Dear G Philly: Answering Reader Questions

You ask. We tell.

I broke up with my girlfriend a few months ago and she’s already involved with someone else. We hadn’t dated for very long, but I’m having a hard time seeing her all over Facebook kissing her new love interest. To be honest, the reason we broke up was because she over-analyzed everything. We couldn’t watch a movie or have dinner without her getting into a discussion about it. Besides that, things were going well. So my question is, how do I let things go? Is it strange that I’m still feeling something? And is it bad if I called her again?

The first step may be obvious – stop following your ex on Facebook. I know for many lesbians, maintaining ties is par for the course. But if it’s bothering you that she’s back on the dating scene, then that’s your problem – not hers. You aren’t together anymore, which means that she can and should reasonably go about her own business – even if that means locking lips with her new flame.

It’s natural to feel something for an ex so soon after a breakup. Don’t be hard on yourself. But it sounds like you were the one who did the breaking up, correct? If so, it may be time to move on. Or at the very least, be on your own for awhile. There’s nothing worse than kick starting a new romance when you’re still feeling something for an ex.

The real question, however, is whether you want to move on. If you’re regretting the breakup, you need to reevaluate what it was that caused it and whether you would be able to accept the things that bothered you in the first place. If so, then call her. But be prepared for her to not take your call.

My family is going through a lot right now. After being married to my mom for more than 30 years, my dad came out. He talked to me and my siblings recently about his revelation. And it came as a complete shock. None of us had any idea about it. And while I totally accept the idea – he has a right to be himself and be happy – it’s hard for me to get used to the idea. Is there a way to get some perspective?

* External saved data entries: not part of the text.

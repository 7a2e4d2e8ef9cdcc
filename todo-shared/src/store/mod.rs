/// Storage layer
///
/// Services talk to storage only through the [`UserStore`] and [`TaskStore`]
/// traits. Two backends implement them:
///
/// - [`postgres::PgStore`]: sqlx over a PostgreSQL pool (production)
/// - [`memory::MemoryStore`]: in-process maps (development and tests)
///
/// Every task operation takes the owner id and filters on it, so a task that
/// belongs to someone else looks exactly like a task that does not exist.
///
/// # Example
///
/// ```
/// use todo_shared::models::task::NewTask;
/// use todo_shared::store::{memory::MemoryStore, TaskStore};
/// use uuid::Uuid;
///
/// # async fn example() -> Result<(), Box<dyn std::error::Error>> {
/// let store = MemoryStore::new();
/// let owner = Uuid::new_v4();
///
/// let task = store
///     .insert_task(owner, NewTask { title: "Buy milk".to_string(), description: None })
///     .await?;
///
/// assert!(store.find_task(owner, task.id).await?.is_some());
/// assert!(store.find_task(Uuid::new_v4(), task.id).await?.is_none());
/// # Ok(())
/// # }
/// ```

pub mod memory;
pub mod postgres;

use async_trait::async_trait;
use uuid::Uuid;

use crate::models::task::{NewTask, Task, TaskChanges};
use crate::models::user::{CreateUser, User};

/// Error type for storage operations
#[derive(Debug, thiserror::Error)]
pub enum StoreError {
    /// A uniqueness constraint was violated (e.g. duplicate email)
    #[error("Record already exists")]
    Conflict,

    /// Any other database failure
    #[error("Database error: {0}")]
    Database(#[from] sqlx::Error),
}

impl StoreError {
    /// Maps unique-constraint violations to `Conflict`, everything else to `Database`
    pub fn from_insert(err: sqlx::Error) -> Self {
        match &err {
            sqlx::Error::Database(db_err) if db_err.is_unique_violation() => StoreError::Conflict,
            _ => StoreError::Database(err),
        }
    }
}

/// Result type for storage operations
pub type StoreResult<T> = Result<T, StoreError>;

/// User persistence
#[async_trait]
pub trait UserStore: Send + Sync {
    /// Inserts a new user
    ///
    /// Returns `StoreError::Conflict` when the email is already taken.
    async fn insert_user(&self, data: CreateUser) -> StoreResult<User>;

    /// Looks a user up by exact email
    async fn find_user_by_email(&self, email: &str) -> StoreResult<Option<User>>;

    /// Looks a user up by id
    async fn find_user_by_id(&self, id: Uuid) -> StoreResult<Option<User>>;
}

/// Owner-scoped task persistence
///
/// `None` / `false` results mean "no task with this id owned by this owner".
#[async_trait]
pub trait TaskStore: Send + Sync {
    /// Inserts a task with `is_completed = false` and `created_at == updated_at`
    async fn insert_task(&self, owner_id: Uuid, task: NewTask) -> StoreResult<Task>;

    /// Lists an owner's tasks, newest first
    async fn list_tasks(&self, owner_id: Uuid, offset: i64, limit: i64) -> StoreResult<Vec<Task>>;

    /// Counts an owner's tasks
    async fn count_tasks(&self, owner_id: Uuid) -> StoreResult<i64>;

    async fn find_task(&self, owner_id: Uuid, task_id: Uuid) -> StoreResult<Option<Task>>;

    /// Applies a partial update and advances `updated_at`
    async fn update_task(
        &self,
        owner_id: Uuid,
        task_id: Uuid,
        changes: TaskChanges,
    ) -> StoreResult<Option<Task>>;

    /// Deletes a task, returning whether anything was removed
    async fn delete_task(&self, owner_id: Uuid, task_id: Uuid) -> StoreResult<bool>;

    /// Flips `is_completed` and advances `updated_at` in one step
    async fn toggle_task(&self, owner_id: Uuid, task_id: Uuid) -> StoreResult<Option<Task>>;
}

/// Backend identity and liveness, reported by the health endpoint
#[async_trait]
pub trait StoreHealth: Send + Sync {
    /// Short backend name (`"postgres"` or `"memory"`)
    fn backend(&self) -> &'static str;

    /// Verifies the backend is reachable
    async fn ping(&self) -> StoreResult<()>;
}
/// Error handling for the API server
///
/// All handlers return `Result<T, ApiError>`. Errors from the shared crate
/// and extractor rejections convert into `ApiError` through `From`, and every
/// variant renders as the standard envelope with a stable `error.code`.
///
/// | Variant | Status | Code |
/// |---|---|---|
/// | `Validation` | 400 | `VALIDATION_ERROR` |
/// | `Unauthorized` | 401 | `UNAUTHENTICATED` |
/// | `InvalidCredentials` | 401 | `INVALID_CREDENTIALS` |
/// | `Forbidden` | 403 | `FORBIDDEN` |
/// | `NotFound` | 404 | `NOT_FOUND` |
/// | `EmailAlreadyExists` | 409 | `EMAIL_ALREADY_EXISTS` |
/// | `InternalError` | 500 | `INTERNAL_ERROR` |
///
/// # Example
///
/// ```
/// use axum::{http::StatusCode, response::IntoResponse};
/// use todo_api::error::ApiError;
///
/// let response = ApiError::NotFound("Task not found".to_string()).into_response();
/// assert_eq!(response.status(), StatusCode::NOT_FOUND);
/// ```

use axum::{
    extract::rejection::{JsonRejection, PathRejection, QueryRejection},
    http::{header, HeaderValue, StatusCode},
    response::{IntoResponse, Response},
    Json,
};
use std::fmt;
use todo_shared::{
    auth::{authorization::AuthzError, guard::AuthError, jwt::JwtError},
    models::task::FieldError,
    services::{tasks::TaskError, users::UserError},
};

use crate::response::{Envelope, ErrorBody};

/// API result type alias
pub type ApiResult<T> = Result<T, ApiError>;

/// Unified API error type
#[derive(Debug)]
pub enum ApiError {
    /// Malformed or invalid input (400)
    Validation(Vec<FieldError>),

    /// Missing, invalid or expired credentials (401)
    Unauthorized(String),

    /// Login with a wrong email/password pair (401)
    InvalidCredentials,

    /// Authenticated, but acting outside the caller's scope (403)
    Forbidden(String),

    /// Absent or foreign resource (404)
    NotFound(String),

    /// Route exists but not for this HTTP method (405)
    MethodNotAllowed,

    /// Email already registered (409)
    EmailAlreadyExists,

    /// Anything unexpected (500); the message is logged, never returned
    InternalError(String),
}

impl ApiError {
    /// Single-field validation error
    pub fn invalid(field: &str, message: impl Into<String>) -> Self {
        ApiError::Validation(vec![FieldError::new(field, message)])
    }

    pub fn status(&self) -> StatusCode {
        match self {
            ApiError::Validation(_) => StatusCode::BAD_REQUEST,
            ApiError::Unauthorized(_) | ApiError::InvalidCredentials => StatusCode::UNAUTHORIZED,
            ApiError::Forbidden(_) => StatusCode::FORBIDDEN,
            ApiError::NotFound(_) => StatusCode::NOT_FOUND,
            ApiError::MethodNotAllowed => StatusCode::METHOD_NOT_ALLOWED,
            ApiError::EmailAlreadyExists => StatusCode::CONFLICT,
            ApiError::InternalError(_) => StatusCode::INTERNAL_SERVER_ERROR,
        }
    }

    pub fn code(&self) -> &'static str {
        match self {
            ApiError::Validation(_) => "VALIDATION_ERROR",
            ApiError::Unauthorized(_) => "UNAUTHENTICATED",
            ApiError::InvalidCredentials => "INVALID_CREDENTIALS",
            ApiError::Forbidden(_) => "FORBIDDEN",
            ApiError::NotFound(_) => "NOT_FOUND",
            ApiError::MethodNotAllowed => "METHOD_NOT_ALLOWED",
            ApiError::EmailAlreadyExists => "EMAIL_ALREADY_EXISTS",
            ApiError::InternalError(_) => "INTERNAL_ERROR",
        }
    }
}

impl fmt::Display for ApiError {
    fn fmt(&self, f: &mut fmt::Formatter<'_>) -> fmt::Result {
        match self {
            ApiError::Validation(errors) => write!(f, "Validation failed: {} errors", errors.len()),
            ApiError::Unauthorized(msg) => write!(f, "Unauthorized: {}", msg),
            ApiError::InvalidCredentials => write!(f, "Incorrect email or password"),
            ApiError::Forbidden(msg) => write!(f, "Forbidden: {}", msg),
            ApiError::NotFound(msg) => write!(f, "Not found: {}", msg),
            ApiError::MethodNotAllowed => write!(f, "Method not allowed"),
            ApiError::EmailAlreadyExists => write!(f, "Email already registered"),
            ApiError::InternalError(msg) => write!(f, "Internal error: {}", msg),
        }
    }
}

impl std::error::Error for ApiError {}

impl IntoResponse for ApiError {
    fn into_response(self) -> Response {
        let status = self.status();
        let code = self.code();

        let (message, details) = match self {
            ApiError::Validation(errors) => ("Request validation failed".to_string(), Some(errors)),
            ApiError::Unauthorized(msg) | ApiError::Forbidden(msg) | ApiError::NotFound(msg) => {
                (msg, None)
            }
            ApiError::InvalidCredentials => ("Incorrect email or password".to_string(), None),
            ApiError::MethodNotAllowed => ("Method not allowed".to_string(), None),
            ApiError::EmailAlreadyExists => ("Email already registered".to_string(), None),
            ApiError::InternalError(msg) => {
                tracing::error!("Internal error: {}", msg);
                ("An internal error occurred".to_string(), None)
            }
        };

        let body = Json(Envelope::failure(ErrorBody {
            code: code.to_string(),
            message,
            details,
        }));

        let mut response = (status, body).into_response();
        if status == StatusCode::UNAUTHORIZED {
            response
                .headers_mut()
                .insert(header::WWW_AUTHENTICATE, HeaderValue::from_static("Bearer"));
        }
        response
    }
}

impl From<TaskError> for ApiError {
    fn from(err: TaskError) -> Self {
        match err {
            TaskError::Validation(errors) => ApiError::Validation(errors),
            TaskError::NotFound => ApiError::NotFound("Task not found".to_string()),
            TaskError::Store(e) => ApiError::InternalError(format!("Task store error: {}", e)),
        }
    }
}

impl From<UserError> for ApiError {
    fn from(err: UserError) -> Self {
        match err {
            UserError::Conflict => ApiError::EmailAlreadyExists,
            other => ApiError::InternalError(format!("User directory error: {}", other)),
        }
    }
}

impl From<AuthError> for ApiError {
    fn from(err: AuthError) -> Self {
        match err {
            AuthError::MissingCredentials => ApiError::Unauthorized("Not authenticated".to_string()),
            AuthError::InvalidToken => {
                ApiError::Unauthorized("Could not validate credentials".to_string())
            }
        }
    }
}

impl From<AuthzError> for ApiError {
    fn from(err: AuthzError) -> Self {
        match err {
            AuthzError::Forbidden => {
                ApiError::Forbidden("Not authorized to access this resource".to_string())
            }
        }
    }
}

impl From<JwtError> for ApiError {
    fn from(err: JwtError) -> Self {
        match err {
            JwtError::Invalid => ApiError::Unauthorized("Could not validate credentials".to_string()),
            JwtError::CreateError(msg) => ApiError::InternalError(format!("Token creation failed: {}", msg)),
        }
    }
}

impl From<JsonRejection> for ApiError {
    fn from(rejection: JsonRejection) -> Self {
        ApiError::invalid("body", rejection.body_text())
    }
}

impl From<PathRejection> for ApiError {
    fn from(rejection: PathRejection) -> Self {
        ApiError::invalid("path", rejection.body_text())
    }
}

impl From<QueryRejection> for ApiError {
    fn from(rejection: QueryRejection) -> Self {
        ApiError::invalid("query", rejection.body_text())
    }
}

impl From<validator::ValidationErrors> for ApiError {
    fn from(errors: validator::ValidationErrors) -> Self {
        let mut details: Vec<FieldError> = errors
            .field_errors()
            .iter()
            .flat_map(|(field, errors)| {
                errors.iter().map(move |error| {
                    FieldError::new(
                        field.to_string(),
                        error
                            .message
                            .as_ref()
                            .map(|m| m.to_string())
                            .unwrap_or_else(|| "Validation failed".to_string()),
                    )
                })
            })
            .collect();
        details.sort_by(|a, b| a.field.cmp(&b.field));
        ApiError::Validation(details)
    }
}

A lot of times a coming out story has more to do with a young person telling his family he’s gay, so it makes a lot of sense that you may be shocked and confused that your parent did the coming out. There are expectations about what it means to be a parent. But just because your father shared this news with you doesn’t mean he’s giving up being a parent – at all. It just means that he’s reached a point where he wants to be honest with himself and those he loves the most. The fact that he shared this news with you is actually a great thing. He obviously feels that you and your siblings love him and are mature enough to hear the truth.

If you’d like to talk to other children of gay parents, there are lots of groups that provide the kind of support you may be looking for, like PFLAG and COLAGE. Both groups provide insights into the coming out process, and what families need to consider when supporting a loved one. COLAGE specifically is for children with gay and lesbian parents, though PFLAG also has local chapters with regular events and meetings. It may even make sense for your father to join you at these events. It will provide a place for you both to discuss what’s happened and how you can make the most of your relationship. You may even find that if you open up to your dad, he’ll be willing to share more about his life. Chances are he came of age at a time when being gay was very difficult, if not the way many lost their jobs and families. Hearing more about his own realizations may help you better understand his perspective. And your support is only bound to make your relationship even stronger. He’s still your Dad.